Who doesn’t admire people who know exactly what they are aiming toward, what they really want to get done?  Even after all these years of MBO Management (Management By Objectives), who in business still does not appreciate a meeting that starts with someone stating, “Here are the objectives for today’s meeting”?  So why is it that when it comes to investing big bucks in all kinds of marketing activities we so infrequently have in mind what results we expect, other than the obvious ones like, “grow share” or “keep the momentum going”?  This week we once again return to the all-important subject of Marketing Objectives, and we take a shot at answering some of the common questions we encounter about them.  A fundamental subject, but one that it seems we cannot review enough!


We continue to encounter questions about that most basic of marketing concepts, the marketing objective.  These questions typically focus on the definition of the term and whether a given goal is or is not a true marketing objective. Honestly, we are often surprised by questions like these because the concept seems so fundamental, even so obvious.  But, when we consider that very many marketing organizations train their marketers to think that “growing market share” is the responsibility of Marketing (and not the responsibility of R&D, Logistics, Manufacturing, or even Sales), well, we can begin to understand some of the questions we get.  Then, too, we know that fewer and fewer marketing organizations (along with their Marketing Research teams) have the measuring methodologies in place to actually read and track legitimate marketing objectives.  Some even tell us, “We would like to measure things like switching and frequency of purchase/consumption, but we simply don’t have the market research funds we need to do these things”

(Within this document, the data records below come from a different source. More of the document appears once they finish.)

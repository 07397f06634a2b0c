use anyhow::Result;
use schemars::JsonSchema;
use serde::{Deserialize, Serialize};

pub const CAPABILITIES_SCHEMA_VERSION: u32 = 1;
pub const CHECK_SCHEMA_VERSION: u32 = 1;

#[derive(Debug, Serialize, Deserialize, Clone, Copy, PartialEq, Eq, JsonSchema)]
#[serde(rename_all = "snake_case")]
pub enum ResponseStatus {
    Ok,
    Error,
}

#[derive(Debug, Serialize, Deserialize, Clone, PartialEq, Eq, JsonSchema)]
pub struct SymptomCard {
    pub symptom: String,
    pub body_region: String,
}

#[derive(Debug, Serialize, Deserialize, Clone, PartialEq, Eq, JsonSchema)]
pub struct ConditionCard {
    pub condition: String,
    pub severity: String,
    pub severity_weight: u8,
    pub confidence: String,
    pub match_count: usize,
    /// Reported symptoms that led to this condition, in input order.
    pub matched_symptoms: Vec<String>,
}

#[derive(Debug, Serialize, Deserialize, Clone, PartialEq, Eq, JsonSchema)]
pub struct BreakdownEntry {
    pub condition: String,
    pub severity: String,
}

#[derive(Debug, Serialize, Deserialize, Clone, PartialEq, Eq, JsonSchema)]
pub struct SymptomBreakdown {
    pub symptom: String,
    pub conditions: Vec<BreakdownEntry>,
    /// Matches beyond the displayed `conditions`.
    #[serde(default)]
    pub more: usize,
}

#[derive(Debug, Serialize, Deserialize, Clone, PartialEq, JsonSchema)]
pub struct PredictionCard {
    #[serde(default, skip_serializing_if = "Option::is_none")]
    pub symptom: Option<String>,
    pub status: String,
    pub label: String,
    pub confidence: f64,
}

#[derive(Debug, Serialize, Deserialize, Clone, PartialEq, JsonSchema)]
pub struct CheckOutput {
    pub schema_version: u32,
    pub status: ResponseStatus,
    pub symptoms: Vec<SymptomCard>,
    pub conditions: Vec<ConditionCard>,
    pub breakdown: Vec<SymptomBreakdown>,
    /// "Did you mean" symptoms, only filled when nothing matched.
    #[serde(default)]
    pub suggestions: Vec<String>,
    #[serde(default, skip_serializing_if = "Option::is_none")]
    pub predictions: Option<Vec<PredictionCard>>,
}

#[derive(Debug, Serialize, Deserialize, Clone, PartialEq, JsonSchema)]
pub struct PredictOutput {
    pub status: ResponseStatus,
    pub text: String,
    pub available: bool,
    pub predictions: Vec<PredictionCard>,
}

#[derive(Debug, Serialize, Deserialize, Clone, JsonSchema)]
pub struct CapabilitiesTool {
    pub name: String,
    pub version: String,
}

#[derive(Debug, Serialize, Deserialize, Clone, JsonSchema)]
pub struct CapabilitiesDataset {
    pub path: String,
    pub records: usize,
    pub symptoms: usize,
    pub conditions: usize,
    pub fingerprint: String,
}

#[derive(Debug, Serialize, Deserialize, Clone, JsonSchema)]
pub struct CapabilitiesPredictor {
    pub available: bool,
    pub model_path: String,
    #[serde(default, skip_serializing_if = "Option::is_none")]
    pub model_type: Option<String>,
    /// Set when the model was trained on a different dataset than the one loaded.
    #[serde(default)]
    pub stale: bool,
}

#[derive(Debug, Serialize, Deserialize, Clone, JsonSchema)]
pub struct Capabilities {
    pub schema_version: u32,
    pub tool: CapabilitiesTool,
    /// Config file in effect, if any.
    pub config_path: Option<String>,
    pub dataset: Option<CapabilitiesDataset>,
    pub predictor: CapabilitiesPredictor,
    pub report_formats: Vec<String>,
    pub commands: Vec<String>,
}

#[derive(Debug, Serialize, Deserialize, Clone, JsonSchema)]
pub struct ErrorEnvelope {
    pub status: ResponseStatus,
    pub code: String,
    pub message: String,
    pub details: Option<serde_json::Value>,
    pub hint: Option<String>,
}

impl ErrorEnvelope {
    pub fn new(code: impl Into<String>, message: impl Into<String>) -> Self {
        Self {
            status: ResponseStatus::Error,
            code: code.into(),
            message: message.into(),
            details: None,
            hint: None,
        }
    }

    #[must_use]
    pub fn with_hint(mut self, hint: impl Into<String>) -> Self {
        self.hint = Some(hint.into());
        self
    }
}

pub fn serialize_json<T: Serialize>(value: &T) -> Result<String> {
    serde_json::to_string(value).map_err(Into::into)
}

pub fn serialize_json_pretty<T: Serialize>(value: &T) -> Result<String> {
    serde_json::to_string_pretty(value).map_err(Into::into)
}

/// JSON Schema of the `check` output document.
pub fn check_output_schema() -> Result<String> {
    serialize_json_pretty(&schemars::schema_for!(CheckOutput))
}

#[cfg(test)]
mod tests {
    use super::*;
    use pretty_assertions::assert_eq;

    #[test]
    fn error_envelope_shape() {
        let envelope = ErrorEnvelope::new("dataset_error", "missing column").with_hint("check");
        let value = serde_json::to_value(&envelope).unwrap();
        assert_eq!(value["status"], "error");
        assert_eq!(value["code"], "dataset_error");
        assert_eq!(value["hint"], "check");
        assert!(value["details"].is_null());
    }

    #[test]
    fn predictions_are_omitted_unless_requested() {
        let out = CheckOutput {
            schema_version: CHECK_SCHEMA_VERSION,
            status: ResponseStatus::Ok,
            symptoms: Vec::new(),
            conditions: Vec::new(),
            breakdown: Vec::new(),
            suggestions: vec!["fever".to_string()],
            predictions: None,
        };
        let raw = serialize_json(&out).unwrap();
        assert!(!raw.contains("predictions"));
        let back: CheckOutput = serde_json::from_str(&raw).unwrap();
        assert_eq!(back, out);
    }

    #[test]
    fn check_schema_names_top_level_fields() {
        let schema: serde_json::Value =
            serde_json::from_str(&check_output_schema().unwrap()).unwrap();
        let properties = schema["properties"].as_object().unwrap();
        for field in ["symptoms", "conditions", "breakdown", "suggestions"] {
            assert!(properties.contains_key(field), "missing {field}");
        }
    }
}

This is more and more the marketing world we live in:  investing significant monies in things like sponsorships, promotions, on-premise events, advertising, merchandising and other things but relying on the changes we see in market share alone to assess the effectiveness of the investments.  The trouble is, while it’s always a good idea to attempt to link business actions with business results, using market share as the sole measurement is like using a sledge hammer to place a picture-hanger pin in the wall.  As they say, it’s an awfully blunt instrument.  Sure the Marketing Function is responsible for sustaining or building market share…but so is the Sales Function (what happens to market share when they fail to lock in a key account during a key promotion period?)…and so is the Logistics Function (what happens to market share when they cannot move truckload-sale product to the right places on time?).


In light of every function’s impact on things like market share (or sales volume, or profits) can any General Manager really make the best investment decisions without “getting inside the numbers?”  No! So despite this more and more prevalent marketing world we are living in, marketers really must find ways to dial down further, underneath the broader, blunter measures like market share and identify what specific actions they are going to make happen—and be held accountable for.  In short, they must find a way to justify their big investments with more precision…by pre-determining their marketing objectives and setting up some methods for reporting them.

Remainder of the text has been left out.